/ML-defect-analysis

Python-based Machine Learning tools to analyze damage in materials by classification of defects

Primary LanguageCMIT LicenseMIT

ML-defect-analysis

Python-based Machine Learning tools to analyze damage in materials by classification of defects

Building and Running ML tools

The following command uses the supplied Makefile to compile a supplementary tool that reads a .xyz structure file and converts it into a list of feature vectors. These feature vectors are the primary input for the main defect-classification ML program.

make

This compiles a new executable c_feature, which takes two arguments -- The first argument is the name of the .xyz file to be read. The second argument is the name of the file where the computed feature vectors are written out. Create a training set from the Ni_train.xyz file with the following command

./c_feature Ni_train.xyz feature/train.txt

Next, create a test set from the Ni_test1.xyz file with the following command

./c_feature Ni_test1.xyz feature/test_1.txt

Once we have the training and test datasets, we call the primary ML program SVM_model.py on the two files we just created using the following command

python SVM_model.py feature/train.txt feature/test_1.txt

The primary output of the ML program is the output.xyz file, which contains predicted and true labels for the different atoms.
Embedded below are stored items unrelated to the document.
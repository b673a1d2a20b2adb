//! Error types.

use core::fmt;
use std::sync::Arc;

use crate::StreamState;

/// Wire decoding errors.
#[derive(Debug, Clone, PartialEq, Eq)]
pub enum DecodeError {
    UnknownFrameType(u8),
    UnknownFlags(u8),
    FrameTooLarge { len: usize, max: usize },
    InvalidStreamId(u32),
    /// The byte stream ended in the middle of a frame.
    Truncated { buffered: usize },
}

impl fmt::Display for DecodeError {
    fn fmt(&self, f: &mut fmt::Formatter<'_>) -> fmt::Result {
        match self {
            Self::UnknownFrameType(t) => write!(f, "unknown frame type {t}"),
            Self::UnknownFlags(bits) => write!(f, "unknown frame flags {bits:#04x}"),
            Self::FrameTooLarge { len, max } => {
                write!(f, "frame payload {len} bytes exceeds max {max}")
            }
            Self::InvalidStreamId(id) => write!(f, "stream id {id} does not fit in 31 bits"),
            Self::Truncated { buffered } => {
                write!(f, "input ended inside a frame ({buffered} bytes buffered)")
            }
        }
    }
}

impl std::error::Error for DecodeError {}

/// Transport-level errors.
///
/// Cheap to clone so a single failure can be reported to every abandoned write.
#[derive(Debug, Clone)]
pub enum TransportError {
    Closed,
    Io(Arc<std::io::Error>),
    Decode(DecodeError),
}

impl fmt::Display for TransportError {
    fn fmt(&self, f: &mut fmt::Formatter<'_>) -> fmt::Result {
        match self {
            Self::Closed => write!(f, "transport closed"),
            Self::Io(e) => write!(f, "I/O error: {e}"),
            Self::Decode(e) => write!(f, "decode error: {e}"),
        }
    }
}

impl std::error::Error for TransportError {
    fn source(&self) -> Option<&(dyn std::error::Error + 'static)> {
        match self {
            Self::Io(e) => Some(e.as_ref()),
            Self::Decode(e) => Some(e),
            Self::Closed => None,
        }
    }
}

impl From<std::io::Error> for TransportError {
    fn from(e: std::io::Error) -> Self {
        Self::Io(Arc::new(e))
    }
}

impl From<DecodeError> for TransportError {
    fn from(e: DecodeError) -> Self {
        Self::Decode(e)
    }
}

/// The peer violated the framing protocol.
#[derive(Debug, Clone, PartialEq, Eq)]
pub enum ProtocolError {
    /// A data frame referenced a stream that was never opened.
    UnknownStream { stream_id: u32 },
    /// A frame arrived for a stream whose inbound side is already closed.
    StreamClosed { stream_id: u32, state: StreamState },
    /// A control frame tried to open a stream with an id the peer may not use:
    /// this side's parity, or not above the last id the peer opened.
    InvalidStreamId { stream_id: u32 },
}

impl fmt::Display for ProtocolError {
    fn fmt(&self, f: &mut fmt::Formatter<'_>) -> fmt::Result {
        match self {
            Self::UnknownStream { stream_id } => {
                write!(f, "stream {stream_id} has not been created")
            }
            Self::StreamClosed { stream_id, state } => {
                write!(f, "stream {stream_id} cannot receive in state {state}")
            }
            Self::InvalidStreamId { stream_id } => {
                write!(f, "peer may not open stream {stream_id}")
            }
        }
    }
}

impl std::error::Error for ProtocolError {}

/// Session-level errors.
#[derive(Debug, Clone)]
pub enum SessionError {
    Protocol(ProtocolError),
    Transport(TransportError),
    /// Internal bookkeeping found an impossible state, e.g. a second stream
    /// registered under a live id.
    InvariantViolation(String),
    /// The stream's outbound side is already closed.
    StreamNotWritable { stream_id: u32, state: StreamState },
    PayloadTooLarge { len: usize, max: usize },
    /// The pending write queue reached its configured bound.
    ResourceExhausted { queued: usize, max: usize },
    /// Every stream id of this side's parity has been used.
    IdsExhausted,
    /// No tokio runtime to run the writer on: the session was built outside
    /// one without [`SessionBuilder::runtime`](crate::SessionBuilder::runtime),
    /// and the sender is not inside one either.
    NoRuntime,
    /// The session was closed or disconnected.
    Closed,
}

impl SessionError {
    /// Errors that terminate the session when raised by inbound dispatch.
    pub fn is_fatal(&self) -> bool {
        matches!(
            self,
            Self::Protocol(_) | Self::Transport(_) | Self::InvariantViolation(_) | Self::Closed
        )
    }
}

impl fmt::Display for SessionError {
    fn fmt(&self, f: &mut fmt::Formatter<'_>) -> fmt::Result {
        match self {
            Self::Protocol(e) => write!(f, "protocol error: {e}"),
            Self::Transport(e) => write!(f, "transport error: {e}"),
            Self::InvariantViolation(msg) => write!(f, "invariant violation: {msg}"),
            Self::StreamNotWritable { stream_id, state } => {
                write!(f, "stream {stream_id} is not writable in state {state}")
            }
            Self::PayloadTooLarge { len, max } => {
                write!(f, "payload {len} bytes exceeds max {max}")
            }
            Self::ResourceExhausted { queued, max } => {
                write!(f, "write queue full ({queued} queued, max {max})")
            }
            Self::IdsExhausted => write!(f, "stream ids exhausted"),
            Self::NoRuntime => write!(f, "no tokio runtime to run the session writer"),
            Self::Closed => write!(f, "session closed"),
        }
    }
}

impl std::error::Error for SessionError {
    fn source(&self) -> Option<&(dyn std::error::Error + 'static)> {
        match self {
            Self::Protocol(e) => Some(e),
            Self::Transport(e) => Some(e),
            _ => None,
        }
    }
}

impl From<ProtocolError> for SessionError {
    fn from(e: ProtocolError) -> Self {
        Self::Protocol(e)
    }
}

impl From<TransportError> for SessionError {
    fn from(e: TransportError) -> Self {
        Self::Transport(e)
    }
}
This file can be viewed in any atomistic visualization program to measure the accuracy of the ML classifier. In this example, we get >99% accuracy in defect classification, as shown below.

Predicted and True Labels

For more detailed information about the input data, feature vector construction and the Support Vector Model used for defect classification consult the slides from the MAGICS Workshop, ML_Workshop_Slides.pdf in the training folder.